What the task requires. Filter these entries so that only lines with the word "ExportTemp" remain.

Supplied data.
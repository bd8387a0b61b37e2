//! vaultcore - Per-user encrypted file vault
//!
//! Files are encrypted at rest with their own key, listed and downloaded
//! (transparently decrypted) by their owner, and bulk-exported as one ZIP
//! archive. Plaintext only ever touches disk inside staging roots, and every
//! staged file is removed when the operation that created it ends.

pub mod archive;
pub mod config;
pub mod crypto;
pub mod error;
pub mod record;
pub mod staging;
pub mod vault;

pub use config::VaultConfig;
pub use error::{Error, ErrorKind, Result};
pub use vault::{DecryptedFile, VaultService};

/// Re-export commonly used types
pub mod prelude {
    pub use crate::archive::ArchiveStream;
    pub use crate::config::VaultConfig;
    pub use crate::error::{Error, ErrorKind, Result};
    pub use crate::record::{FileRecord, FileRecordStore};
    pub use crate::vault::{DecryptedFile, VaultService};
}
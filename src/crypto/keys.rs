//! Per-file key material
//!
//! Every stored blob gets its own random 256-bit key and 128-bit IV. The
//! material lives in the file record as hex and is only materialized here
//! for the duration of a single cipher operation.

use crate::crypto::{IV_SIZE, KEY_SIZE};
use crate::error::{Error, Result};
use rand::rngs::OsRng;
use rand::RngCore;
use std::fmt;
use zeroize::{Zeroize, ZeroizeOnDrop};

/// Symmetric key and IV for one encrypted blob
#[derive(Clone, PartialEq, Eq, Zeroize, ZeroizeOnDrop)]
pub struct KeyMaterial {
    key: [u8; KEY_SIZE],
    iv: [u8; IV_SIZE],
}

impl KeyMaterial {
    /// Generate fresh key material from the OS CSPRNG
    pub fn generate() -> Result<Self> {
        let mut material = KeyMaterial {
            key: [0u8; KEY_SIZE],
            iv: [0u8; IV_SIZE],
        };

        OsRng
            .try_fill_bytes(&mut material.key)
            .map_err(|e| Error::Entropy(e.to_string()))?;
        OsRng
            .try_fill_bytes(&mut material.iv)
            .map_err(|e| Error::Entropy(e.to_string()))?;

        Ok(material)
    }

    /// Parse key material stored as hex in a file record
    pub fn from_hex(key_hex: &str, iv_hex: &str) -> Result<Self> {
        let mut material = KeyMaterial {
            key: [0u8; KEY_SIZE],
            iv: [0u8; IV_SIZE],
        };
        decode_into(key_hex, &mut material.key, "encryption key")?;
        decode_into(iv_hex, &mut material.iv, "iv")?;
        Ok(material)
    }

    /// Get the raw key bytes
    pub fn key(&self) -> &[u8; KEY_SIZE] {
        &self.key
    }

    /// Get the raw IV bytes
    pub fn iv(&self) -> &[u8; IV_SIZE] {
        &self.iv
    }

    pub fn key_hex(&self) -> String {
        hex::encode(self.key)
    }

    pub fn iv_hex(&self) -> String {
        hex::encode(self.iv)
    }
}

impl fmt::Debug for KeyMaterial {
    fn fmt(&self, f: &mut fmt::Formatter<'_>) -> fmt::Result {
        f.debug_struct("KeyMaterial")
            .field("key", &"<redacted>")
            .field("iv", &"<redacted>")
            .finish()
    }
}

fn decode_into(input: &str, out: &mut [u8], what: &str) -> Result<()> {
    let mut bytes = hex::decode(input.trim())
        .map_err(|e| Error::Validation(format!("malformed {} hex: {}", what, e)))?;

    if bytes.len() != out.len() {
        let got = bytes.len();
        bytes.zeroize();
        return Err(Error::Validation(format!(
            "invalid {} length: expected {} bytes, got {}",
            what,
            out.len(),
            got
        )));
    }

    out.copy_from_slice(&bytes);
    bytes.zeroize();
    Ok(())
}
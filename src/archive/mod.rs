//! Bulk export archives
//!
//! An export decrypts every requested record into its own scratch file,
//! packs the scratch files into one Deflate-compressed ZIP and hands the
//! caller a readable stream over it. Scratch plaintext is owned by an
//! [`ArchiveJob`] and removed exactly once, whether the export succeeds,
//! fails half way or is cancelled. The archive file itself is removed when
//! the stream reaches end-of-file or is dropped.

mod names;

pub use names::EntryNames;

use crate::crypto::StreamCipher;
use crate::error::{Error, Result};
use crate::record::FileRecord;
use crate::staging::{create_exclusive, EphemeralFile, StagingArea, StagingPath};
use std::io::{self, BufWriter, Write};
use std::path::PathBuf;
use std::pin::Pin;
use std::sync::Arc;
use std::task::{Context, Poll};
use tokio::io::{AsyncRead, ReadBuf};
use tracing::{debug, info};
use zip::write::SimpleFileOptions;
use zip::{CompressionMethod, ZipWriter};

/// Default Deflate level for export archives
pub const DEFAULT_COMPRESSION_LEVEL: i64 = 9;

/// Scratch files created for one export
#[derive(Debug, Default)]
pub struct ArchiveJob {
    entries: Vec<(String, StagingPath)>,
}

impl ArchiveJob {
    pub fn new() -> Self {
        Self::default()
    }

    /// Take ownership of a decrypted copy to be archived as `name`
    pub fn register(&mut self, name: String, copy: StagingPath) {
        self.entries.push((name, copy));
    }

    pub fn len(&self) -> usize {
        self.entries.len()
    }

    pub fn is_empty(&self) -> bool {
        self.entries.is_empty()
    }

    fn sources(&self) -> Vec<(String, PathBuf)> {
        self.entries
            .iter()
            .map(|(name, copy)| (name.clone(), copy.path().to_path_buf()))
            .collect()
    }

    /// Remove every scratch file now
    pub async fn release(mut self) {
        for (_, copy) in self.entries.drain(..) {
            copy.release().await;
        }
    }
}

/// Builds export archives from stored records
#[derive(Debug, Clone)]
pub struct ExportArchiver {
    staging: Arc<StagingArea>,
    cipher: StreamCipher,
    compression_level: i64,
}

impl ExportArchiver {
    pub fn new(staging: Arc<StagingArea>, cipher: StreamCipher, compression_level: i64) -> Self {
        ExportArchiver {
            staging,
            cipher,
            compression_level,
        }
    }

    /// Decrypt `records` in order and assemble them into one archive.
    ///
    /// Any failure aborts the whole export; no partial archive is returned.
    pub async fn build_export(&self, records: &[FileRecord]) -> Result<ArchiveStream> {
        let mut job = ArchiveJob::new();
        let mut names = EntryNames::new();

        for record in records {
            let material = record.key_material()?;
            let copy = self.staging.reserve_export_path(&record.filename);
            self.cipher
                .decrypt_with(&record.storage_path, copy.path(), &material)
                .await?;
            job.register(names.assign(&record.filename), copy);
        }

        let archive = self.staging.reserve_export_path("export.zip");
        let output =
            create_exclusive(archive.path()).map_err(|e| Error::storage(archive.path(), e))?;

        let sources = job.sources();
        let level = self.compression_level;
        let entries = tokio::task::spawn_blocking(move || write_zip(output, sources, level))
            .await
            .map_err(|e| Error::Internal(format!("archive writer panicked: {}", e)))??;

        job.release().await;

        let size = tokio::fs::metadata(archive.path())
            .await
            .map_err(|e| Error::Archive(format!("failed to stat archive: {}", e)))?
            .len();
        let file = EphemeralFile::open(archive).await?;

        info!("Export archive ready: {} entries, {} bytes", entries.len(), size);
        Ok(ArchiveStream { file, entries, size })
    }
}

/// Write `sources` into a ZIP at `output`, returning entry names in order
fn write_zip(output: std::fs::File, sources: Vec<(String, PathBuf)>, level: i64) -> Result<Vec<String>> {
    let mut zip = ZipWriter::new(BufWriter::new(output));
    let mut entries = Vec::with_capacity(sources.len());

    for (name, path) in sources {
        let mut input = std::fs::File::open(&path)
            .map_err(|e| Error::Archive(format!("failed to open {:?}: {}", path, e)))?;
        let len = input.metadata()?.len();

        let options = SimpleFileOptions::default()
            .compression_method(CompressionMethod::Deflated)
            .compression_level(Some(level))
            .large_file(len >= u32::MAX as u64);

        zip.start_file(name.as_str(), options)?;
        io::copy(&mut input, &mut zip)
            .map_err(|e| Error::Archive(format!("failed to add {}: {}", name, e)))?;
        debug!("Archived {} ({} bytes)", name, len);
        entries.push(name);
    }

    let mut out = zip.finish()?;
    out.flush()?;
    out.get_ref().sync_all()?;
    Ok(entries)
}

/// Readable export archive; the backing file is removed at EOF or on drop
#[derive(Debug)]
pub struct ArchiveStream {
    file: EphemeralFile,
    entries: Vec<String>,
    size: u64,
}

impl ArchiveStream {
    /// Entry names in archive order
    pub fn entries(&self) -> &[String] {
        &self.entries
    }

    /// Total archive size in bytes
    pub fn size(&self) -> u64 {
        self.size
    }
}

impl AsyncRead for ArchiveStream {
    fn poll_read(self: Pin<&mut Self>, cx: &mut Context<'_>, buf: &mut ReadBuf<'_>) -> Poll<io::Result<()>> {
        Pin::new(&mut self.get_mut().file).poll_read(cx, buf)
    }
}
//! Staging area management
//!
//! Owns the on-disk roots for uploads, encrypted blobs, decrypted downloads
//! and export scratch files. Every name handed out is unique without any
//! coordination between callers: a millisecond timestamp, a random UUID and
//! the original extension.

mod ephemeral;
mod path;

pub use ephemeral::EphemeralFile;
pub use path::{StagingClass, StagingPath};

use crate::error::{Error, Result};
use chrono::Utc;
use serde::{Deserialize, Serialize};
use std::fs;
use std::io;
use std::path::{Path, PathBuf};
use std::time::{Duration, SystemTime, UNIX_EPOCH};
use tokio::io::{AsyncRead, AsyncWriteExt};
use tracing::{debug, info, warn};
use uuid::Uuid;

/// Longest extension carried over from an original filename
const MAX_EXTENSION_LEN: usize = 16;

/// Age after which a transient staged file is treated as left behind by a dead process
pub const STALE_AFTER: Duration = Duration::from_secs(60 * 60);

/// Root directories, one per staging class
#[derive(Debug, Clone, Serialize, Deserialize, PartialEq, Eq)]
pub struct StagingRoots {
    pub uploads: PathBuf,
    pub encrypted: PathBuf,
    pub decrypted: PathBuf,
    pub export_temp: PathBuf,
}

impl StagingRoots {
    /// Conventional layout below a single base directory
    pub fn under<P: AsRef<Path>>(base: P) -> Self {
        let base = base.as_ref();
        StagingRoots {
            uploads: base.join("uploads"),
            encrypted: base.join("encrypted"),
            decrypted: base.join("decrypted"),
            export_temp: base.join("export-temp"),
        }
    }

    pub fn root(&self, class: StagingClass) -> &Path {
        match class {
            StagingClass::Upload => &self.uploads,
            StagingClass::Encrypted => &self.encrypted,
            StagingClass::Decrypted => &self.decrypted,
            StagingClass::ExportTemp => &self.export_temp,
        }
    }
}

/// Hands out collision-free staging paths under class-specific roots
#[derive(Debug, Clone)]
pub struct StagingArea {
    roots: StagingRoots,
}

impl StagingArea {
    pub fn new(roots: StagingRoots) -> Self {
        StagingArea { roots }
    }

    /// Create every root directory. Idempotent; call once at startup.
    pub fn init(&self) -> Result<()> {
        for class in StagingClass::ALL {
            let root = self.roots.root(class);
            fs::create_dir_all(root).map_err(|e| Error::storage(root, e))?;
        }
        info!("Staging area initialized under {:?}", self.roots);
        Ok(())
    }

    pub fn roots(&self) -> &StagingRoots {
        &self.roots
    }

    /// Reserve a fresh path of the given class
    pub fn reserve(&self, class: StagingClass, filename: &str) -> StagingPath {
        let name = unique_name(class, filename);
        let path = self.roots.root(class).join(name);
        debug!("Reserved {} path {:?}", class, path);
        StagingPath::new(class, path)
    }

    pub fn reserve_upload_path(&self, original_filename: &str) -> StagingPath {
        self.reserve(StagingClass::Upload, original_filename)
    }

    /// Ciphertext names never carry any part of the plaintext filename
    pub fn reserve_encrypted_path(&self, filename: &str) -> StagingPath {
        self.reserve(StagingClass::Encrypted, filename)
    }

    pub fn reserve_decrypted_path(&self, filename: &str) -> StagingPath {
        self.reserve(StagingClass::Decrypted, filename)
    }

    pub fn reserve_export_path(&self, filename: &str) -> StagingPath {
        self.reserve(StagingClass::ExportTemp, filename)
    }

    /// Best-effort removal of a path that is not tracked by a [`StagingPath`]
    pub async fn release(&self, path: &Path) {
        match tokio::fs::remove_file(path).await {
            Ok(()) => debug!("Released {:?}", path),
            Err(e) if e.kind() == io::ErrorKind::NotFound => {}
            Err(e) => warn!("Failed to release {:?}: {}", path, e),
        }
    }

    /// Copy an inbound upload stream into a freshly reserved upload path
    pub async fn stage_upload<R>(&self, original_filename: &str, reader: &mut R) -> Result<StagingPath>
    where
        R: AsyncRead + Unpin,
    {
        let staged = self.reserve_upload_path(original_filename);

        let mut file = create_exclusive(staged.path())
            .map(tokio::fs::File::from_std)
            .map_err(|e| Error::storage(staged.path(), e))?;

        let copied = async {
            let n = tokio::io::copy(reader, &mut file).await?;
            file.flush().await?;
            file.sync_all().await?;
            Ok::<u64, io::Error>(n)
        }
        .await;

        match copied {
            Ok(n) => {
                debug!("Staged upload {:?} ({} bytes)", staged.path(), n);
                Ok(staged)
            }
            Err(e) => {
                drop(file);
                staged.release().await;
                Err(Error::CipherIo(format!("staging upload failed: {}", e)))
            }
        }
    }

    /// Files currently present in a class root
    pub fn residue(&self, class: StagingClass) -> Result<Vec<PathBuf>> {
        let root = self.roots.root(class);
        let entries = match fs::read_dir(root) {
            Ok(entries) => entries,
            Err(e) if e.kind() == io::ErrorKind::NotFound => return Ok(Vec::new()),
            Err(e) => return Err(Error::storage(root, e)),
        };

        let mut files: Vec<PathBuf> = entries
            .flatten()
            .filter(|entry| entry.metadata().map(|m| m.is_file()).unwrap_or(false))
            .map(|entry| entry.path())
            .collect();
        files.sort();
        Ok(files)
    }

    /// Remove every file left in a transient class root
    pub fn purge(&self, class: StagingClass) -> Result<usize> {
        if !class.is_transient() {
            return Err(Error::Validation(format!(
                "refusing to purge durable {} root",
                class
            )));
        }

        let mut removed = 0;
        for path in self.residue(class)? {
            match fs::remove_file(&path) {
                Ok(()) => removed += 1,
                Err(e) => warn!("Failed to purge {:?}: {}", path, e),
            }
        }

        if removed > 0 {
            info!("Purged {} stale {} files", removed, class);
        }
        Ok(removed)
    }

    /// Remove files in a transient class root that are older than `max_age`.
    ///
    /// Age comes from the millisecond stamp in the staged name, falling back
    /// to the modification time for names this crate did not hand out.
    pub fn purge_stale(&self, class: StagingClass, max_age: Duration) -> Result<usize> {
        if !class.is_transient() {
            return Err(Error::Validation(format!(
                "refusing to purge durable {} root",
                class
            )));
        }

        let now = SystemTime::now();
        let mut removed = 0;
        for path in self.residue(class)? {
            let created = staged_at(&path)
                .or_else(|| fs::metadata(&path).and_then(|m| m.modified()).ok());
            let Some(created) = created else { continue };
            if now.duration_since(created).unwrap_or_default() < max_age {
                continue;
            }
            match fs::remove_file(&path) {
                Ok(()) => removed += 1,
                Err(e) if e.kind() == io::ErrorKind::NotFound => {}
                Err(e) => warn!("Failed to purge {:?}: {}", path, e),
            }
        }

        if removed > 0 {
            info!("Purged {} stale {} files older than {:?}", removed, class, max_age);
        }
        Ok(removed)
    }

    /// Whether `path` lies inside the root of `class`
    pub fn contains(&self, class: StagingClass, path: &Path) -> bool {
        path.starts_with(self.roots.root(class))
            && !path
                .components()
                .any(|c| matches!(c, std::path::Component::ParentDir))
    }
}

/// Create a file that must not exist yet.
///
/// Opened synchronously: an async open runs on the blocking pool and can
/// still create the file after a cancelled caller's guard already ran.
pub(crate) fn create_exclusive(path: &Path) -> io::Result<fs::File> {
    fs::OpenOptions::new().write(true).create_new(true).open(path)
}

/// Creation time encoded in a staged name (`<prefix>-<millis>-<uuid><ext>`)
fn staged_at(path: &Path) -> Option<SystemTime> {
    let name = path.file_name()?.to_str()?;
    let millis: u64 = name.split('-').nth(1)?.parse().ok()?;
    UNIX_EPOCH.checked_add(Duration::from_millis(millis))
}

fn unique_name(class: StagingClass, filename: &str) -> String {
    let extension = match class {
        StagingClass::Encrypted => ".enc".to_string(),
        _ => extension_of(filename),
    };

    format!(
        "{}-{}-{}{}",
        class.prefix(),
        Utc::now().timestamp_millis(),
        Uuid::new_v4().simple(),
        extension
    )
}

/// Extension of `filename` including the dot, or empty if it is unusable
fn extension_of(filename: &str) -> String {
    Path::new(filename)
        .extension()
        .and_then(|ext| ext.to_str())
        .filter(|ext| {
            !ext.is_empty()
                && ext.len() <= MAX_EXTENSION_LEN
                && ext.chars().all(|c| c.is_ascii_alphanumeric())
        })
        .map(|ext| format!(".{}", ext))
        .unwrap_or_default()
}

Solved problem.
            StagingClass::ExportTemp => &self.export_temp,
        self.reserve(StagingClass::ExportTemp, filename)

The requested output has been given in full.